The motion to quash was properly made under Rule 12(b) of the Rules of Civil Procedure for the District Courts of the United States, 28 U.S.C.A. following section 723c which provides: "Every defense, in law or fact, to a claim for relief in any pleading, whether a claim, counterclaim, crossclaim, or third-party claim, shall be asserted in the responsive pleading thereto if one is required, except that the following defenses may at the option of the pleader be made by motion: (1) lack of jurisdiction over the subject matter, (2) lack of jurisdiction over the person, (3) improper venue, (4) insufficiency of process, (5) insufficiency of service of process, (6) failure to state a claim upon which relief can be granted. A motion making any of these defenses shall be made before pleading if a further pleading is permitted. No defense or objection is waived by being joined with one or more other defenses or objections in a responsive pleading or motion. If a pleading sets forth a claim for relief to which the adverse party is not required to serve a responsive pleading, he may assert at the trial any defense in law or fact to that claim for relief."

That motion having been decided by Judge Abruzzo, there is nothing in the Rules to permit the defendant to again, by way of answer, raise the same defense disposed of by Judge Abruzzo. The defendant argues that, unless she is permitted to raise the defense by answer, she will waive her objection to the jurisdiction. Having once raised the question of jurisdiction she is amply protected and in the event of an adverse verdict on appeal, that question may be presented.
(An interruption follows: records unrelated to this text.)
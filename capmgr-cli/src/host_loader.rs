//! A Linux/glibc implementation of [`capmgr::library_set::HostLoader`].
//!
//! Rather than replicate glibc's private `struct link_map` layout (the
//! "one portability hazard" the reference design flags), this loader uses
//! `dl_iterate_phdr`, glibc's own stable public enumeration API, to
//! produce the link-map-shaped view the core crate needs: base address,
//! full path, and program headers, in load order. See `DESIGN.md` for the
//! tradeoffs this substitution makes against the reference's raw
//! `link_map` walk.

use std::ffi::{c_void, CStr, CString};

use capmgr::library_set::{HostLoader, LinkMapEntry, LoaderHandle};
use capmgr::shared_object::ProgramHeader;
use capmgr::error::LibrarySetError;

pub struct LinuxLoaderHandle {
    raw: *mut c_void,
}

impl Drop for LinuxLoaderHandle {
    fn drop(&mut self) {
        unsafe {
            libc::dlclose(self.raw);
        }
    }
}

impl LoaderHandle for LinuxLoaderHandle {}

pub struct LinuxLoader;

struct CollectCtx {
    entries: Vec<LinkMapEntry>,
}

unsafe extern "C" fn collect_callback(
    info: *mut libc::dl_phdr_info,
    _size: libc::size_t,
    data: *mut c_void,
) -> libc::c_int {
    let ctx = &mut *(data as *mut CollectCtx);
    let info = &*info;

    let full_path = if info.dlpi_name.is_null() {
        String::new()
    } else {
        CStr::from_ptr(info.dlpi_name).to_string_lossy().into_owned()
    };

    let mut program_headers = Vec::with_capacity(info.dlpi_phnum as usize);
    let mut lowest_vaddr = u64::MAX;
    for i in 0..info.dlpi_phnum {
        let phdr = &*info.dlpi_phdr.add(i as usize);
        if phdr.p_type == capmgr::shared_object::PT_LOAD {
            lowest_vaddr = lowest_vaddr.min(phdr.p_vaddr);
        }
        program_headers.push(ProgramHeader {
            p_type: phdr.p_type,
            p_flags: phdr.p_flags,
            p_offset: phdr.p_offset,
            p_vaddr: phdr.p_vaddr,
            p_filesz: phdr.p_filesz,
            p_memsz: phdr.p_memsz,
        });
    }
    let lowest_vaddr = if lowest_vaddr == u64::MAX { 0 } else { lowest_vaddr };

    let load_bias = info.dlpi_addr as usize;
    let map_start = load_bias + lowest_vaddr as usize;
    let is_loader_alias = full_path.contains("ld-linux") || full_path.contains("/ld.so");

    ctx.entries.push(LinkMapEntry {
        load_bias,
        full_path,
        is_loader_alias,
        program_headers,
        map_start,
    });

    0
}

impl HostLoader for LinuxLoader {
    type Handle = LinuxLoaderHandle;

    fn open(&self, name: &str, new_namespace: bool) -> Result<Self::Handle, LibrarySetError> {
        let c_name = CString::new(name).map_err(|_| LibrarySetError::OpenFailed(name.into()))?;
        let flags = libc::RTLD_NOW;
        let raw = unsafe {
            if new_namespace {
                libc::dlmopen(libc::LM_ID_NEWLM, c_name.as_ptr(), flags)
            } else {
                libc::dlopen(c_name.as_ptr(), flags)
            }
        };
        if raw.is_null() {
            return Err(LibrarySetError::OpenFailed(name.into()));
        }
        Ok(LinuxLoaderHandle { raw })
    }

    fn symbol(&self, handle: &Self::Handle, symbol: &str) -> Option<usize> {
        let c_sym = CString::new(symbol).ok()?;
        let ptr = unsafe { libc::dlsym(handle.raw, c_sym.as_ptr()) };
        if ptr.is_null() {
            None
        } else {
            Some(ptr as usize)
        }
    }

    fn link_map(&self, _handle: &Self::Handle) -> Vec<LinkMapEntry> {
        let mut ctx = CollectCtx {
            entries: Vec::new(),
        };
        unsafe {
            libc::dl_iterate_phdr(Some(collect_callback), &mut ctx as *mut _ as *mut c_void);
        }
        ctx.entries
    }
}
This interpretation is apparently not contrary to the intentions of the framers of the Rules as is evidenced by the statement of former Attorney General Mitchell in the report of the proceedings of the American Bar Association Institute at Cleveland in 1938, at page 381, in which he stated in answer to a question whether one submits to the jurisdiction by raising one or more objections under Rule 12(b):

"Clearly not. The rule expressly states that joining any of these defenses does not operate as a waiver of either of them. The present rule is that if you want to attack the service of the process you must do so before you plead to the merits. If you once go into court, under the present system, and raise the merits, you are waiving the question that you have not been brought into court by proper service of the summons. The present system is to make that motion to set aside the service in advance; and then, if it is denied, you go on and try your case on the merits, and when the case is on appeal you can ask the upper court to reverse for error in refusing to set aside the service.

"Now under the new system you do not have to label an appearance as general or special. You do not under the present system. The Supreme Court has said that the nature of an appearance depends on the essence of what you are asking for and not the label you attach to it. But under this present system you can put all your defenses in the answer if you want to. The motion method is optional. You can put in your answer a defense to the merits, and a contention that there was not adequate service of the process; and the court can hear all those defenses together or it can hear the process point first, and the presence of the defense to the merits and the objections to the service of process in the same document presented at the same time does not operate as a waiver of the process point. That is said in just plain words and there is an express statement in the rules relating to the manner of raising defenses."

Motion to strike out the third defense will be granted.

Settle order on notice.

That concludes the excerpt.